What you need to do: Return the lines of the data below in which the string "BinningDefaults" occurs.

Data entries
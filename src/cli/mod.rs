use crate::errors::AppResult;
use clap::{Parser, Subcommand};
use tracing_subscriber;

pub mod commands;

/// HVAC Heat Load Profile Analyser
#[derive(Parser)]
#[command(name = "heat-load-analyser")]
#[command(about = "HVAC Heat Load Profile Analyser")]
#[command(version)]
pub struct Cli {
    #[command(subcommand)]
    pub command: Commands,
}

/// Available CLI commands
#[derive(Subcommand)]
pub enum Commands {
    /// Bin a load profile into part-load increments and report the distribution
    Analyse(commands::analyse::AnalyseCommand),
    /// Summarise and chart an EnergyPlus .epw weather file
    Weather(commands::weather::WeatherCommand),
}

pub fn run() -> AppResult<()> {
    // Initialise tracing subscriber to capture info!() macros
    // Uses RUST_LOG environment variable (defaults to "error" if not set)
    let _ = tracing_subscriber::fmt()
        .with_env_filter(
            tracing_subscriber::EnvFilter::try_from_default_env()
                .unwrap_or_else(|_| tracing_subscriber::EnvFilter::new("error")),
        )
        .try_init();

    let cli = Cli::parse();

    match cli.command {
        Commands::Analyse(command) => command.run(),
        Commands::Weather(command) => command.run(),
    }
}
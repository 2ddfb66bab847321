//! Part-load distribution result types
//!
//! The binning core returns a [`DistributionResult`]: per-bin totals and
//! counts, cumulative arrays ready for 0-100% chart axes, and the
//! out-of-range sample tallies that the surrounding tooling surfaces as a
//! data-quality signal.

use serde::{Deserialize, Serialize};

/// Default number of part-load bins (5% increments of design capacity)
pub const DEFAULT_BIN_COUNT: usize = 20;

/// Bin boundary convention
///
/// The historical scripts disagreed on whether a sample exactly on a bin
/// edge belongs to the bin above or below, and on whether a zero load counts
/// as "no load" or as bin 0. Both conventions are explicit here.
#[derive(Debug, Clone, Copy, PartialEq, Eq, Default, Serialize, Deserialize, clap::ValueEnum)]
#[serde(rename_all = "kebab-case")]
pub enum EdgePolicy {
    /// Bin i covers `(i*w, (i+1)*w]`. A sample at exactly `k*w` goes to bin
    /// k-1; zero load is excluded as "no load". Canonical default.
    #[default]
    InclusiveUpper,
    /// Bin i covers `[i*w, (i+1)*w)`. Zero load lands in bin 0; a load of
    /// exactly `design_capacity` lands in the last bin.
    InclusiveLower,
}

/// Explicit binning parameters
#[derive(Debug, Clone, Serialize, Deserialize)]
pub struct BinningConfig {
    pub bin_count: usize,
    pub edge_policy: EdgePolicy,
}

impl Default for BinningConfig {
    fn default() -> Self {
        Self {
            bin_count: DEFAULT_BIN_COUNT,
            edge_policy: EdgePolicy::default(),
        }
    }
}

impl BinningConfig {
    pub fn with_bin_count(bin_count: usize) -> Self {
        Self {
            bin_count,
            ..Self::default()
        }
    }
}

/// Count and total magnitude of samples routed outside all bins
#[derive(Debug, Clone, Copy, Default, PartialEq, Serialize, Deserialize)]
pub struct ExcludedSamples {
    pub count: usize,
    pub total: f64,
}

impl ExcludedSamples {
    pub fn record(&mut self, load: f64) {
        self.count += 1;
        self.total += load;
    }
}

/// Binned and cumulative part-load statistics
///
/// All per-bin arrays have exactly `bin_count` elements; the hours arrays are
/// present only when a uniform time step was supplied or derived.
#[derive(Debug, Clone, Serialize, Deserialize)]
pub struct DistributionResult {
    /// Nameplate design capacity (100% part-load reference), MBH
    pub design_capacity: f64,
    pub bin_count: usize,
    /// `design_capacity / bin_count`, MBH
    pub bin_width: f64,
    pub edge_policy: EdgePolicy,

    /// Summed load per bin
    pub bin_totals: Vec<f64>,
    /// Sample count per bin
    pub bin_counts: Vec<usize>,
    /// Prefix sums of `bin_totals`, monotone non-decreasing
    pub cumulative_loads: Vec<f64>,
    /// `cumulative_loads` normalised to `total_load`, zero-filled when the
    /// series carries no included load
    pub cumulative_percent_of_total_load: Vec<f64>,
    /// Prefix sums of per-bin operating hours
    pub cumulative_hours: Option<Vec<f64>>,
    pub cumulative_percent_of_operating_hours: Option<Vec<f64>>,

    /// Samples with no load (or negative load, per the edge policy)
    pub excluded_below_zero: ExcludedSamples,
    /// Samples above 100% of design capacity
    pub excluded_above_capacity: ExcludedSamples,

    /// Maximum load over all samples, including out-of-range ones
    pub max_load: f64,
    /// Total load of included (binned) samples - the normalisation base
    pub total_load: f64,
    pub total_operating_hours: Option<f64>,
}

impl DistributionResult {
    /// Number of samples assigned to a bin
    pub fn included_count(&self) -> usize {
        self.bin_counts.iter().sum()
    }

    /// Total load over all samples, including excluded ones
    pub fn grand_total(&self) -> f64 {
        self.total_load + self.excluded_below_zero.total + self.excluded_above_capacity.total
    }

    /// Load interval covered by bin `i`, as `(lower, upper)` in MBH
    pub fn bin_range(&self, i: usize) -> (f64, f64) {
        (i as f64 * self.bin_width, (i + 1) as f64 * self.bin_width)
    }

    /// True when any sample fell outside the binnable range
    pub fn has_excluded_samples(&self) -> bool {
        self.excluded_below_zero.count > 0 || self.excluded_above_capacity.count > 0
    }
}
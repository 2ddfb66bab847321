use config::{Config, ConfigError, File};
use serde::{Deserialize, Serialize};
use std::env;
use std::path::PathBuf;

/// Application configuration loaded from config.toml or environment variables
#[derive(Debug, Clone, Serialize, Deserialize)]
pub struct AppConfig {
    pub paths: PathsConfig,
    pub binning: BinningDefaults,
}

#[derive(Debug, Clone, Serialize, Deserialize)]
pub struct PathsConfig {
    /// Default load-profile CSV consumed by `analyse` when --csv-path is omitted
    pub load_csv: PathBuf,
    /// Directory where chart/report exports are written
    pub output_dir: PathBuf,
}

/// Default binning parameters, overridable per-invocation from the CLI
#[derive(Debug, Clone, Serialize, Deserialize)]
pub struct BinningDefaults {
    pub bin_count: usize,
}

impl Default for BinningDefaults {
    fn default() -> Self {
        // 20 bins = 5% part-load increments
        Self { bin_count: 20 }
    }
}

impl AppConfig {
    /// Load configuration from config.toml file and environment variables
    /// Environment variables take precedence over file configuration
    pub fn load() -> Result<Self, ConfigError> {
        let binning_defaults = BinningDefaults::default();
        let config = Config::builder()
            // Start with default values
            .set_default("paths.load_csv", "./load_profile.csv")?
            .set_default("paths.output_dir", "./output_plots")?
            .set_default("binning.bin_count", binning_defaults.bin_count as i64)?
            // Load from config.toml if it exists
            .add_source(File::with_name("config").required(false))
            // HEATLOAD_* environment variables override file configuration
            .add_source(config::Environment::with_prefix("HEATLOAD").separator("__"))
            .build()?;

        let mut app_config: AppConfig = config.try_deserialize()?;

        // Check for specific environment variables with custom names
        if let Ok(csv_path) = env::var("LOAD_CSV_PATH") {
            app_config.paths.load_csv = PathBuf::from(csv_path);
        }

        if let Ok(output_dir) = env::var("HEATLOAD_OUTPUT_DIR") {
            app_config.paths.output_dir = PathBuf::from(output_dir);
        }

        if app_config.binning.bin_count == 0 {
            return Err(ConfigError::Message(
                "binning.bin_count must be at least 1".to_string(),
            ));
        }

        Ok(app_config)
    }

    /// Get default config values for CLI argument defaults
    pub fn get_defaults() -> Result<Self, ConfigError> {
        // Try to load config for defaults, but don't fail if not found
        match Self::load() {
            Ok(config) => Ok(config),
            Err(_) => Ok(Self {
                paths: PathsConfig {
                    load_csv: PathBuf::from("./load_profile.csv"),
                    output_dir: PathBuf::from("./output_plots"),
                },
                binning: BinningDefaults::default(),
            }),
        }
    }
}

Response to the exercise:
    pub binning: BinningDefaults,
pub struct BinningDefaults {
impl Default for BinningDefaults {
        let binning_defaults = BinningDefaults::default();
                binning: BinningDefaults::default(),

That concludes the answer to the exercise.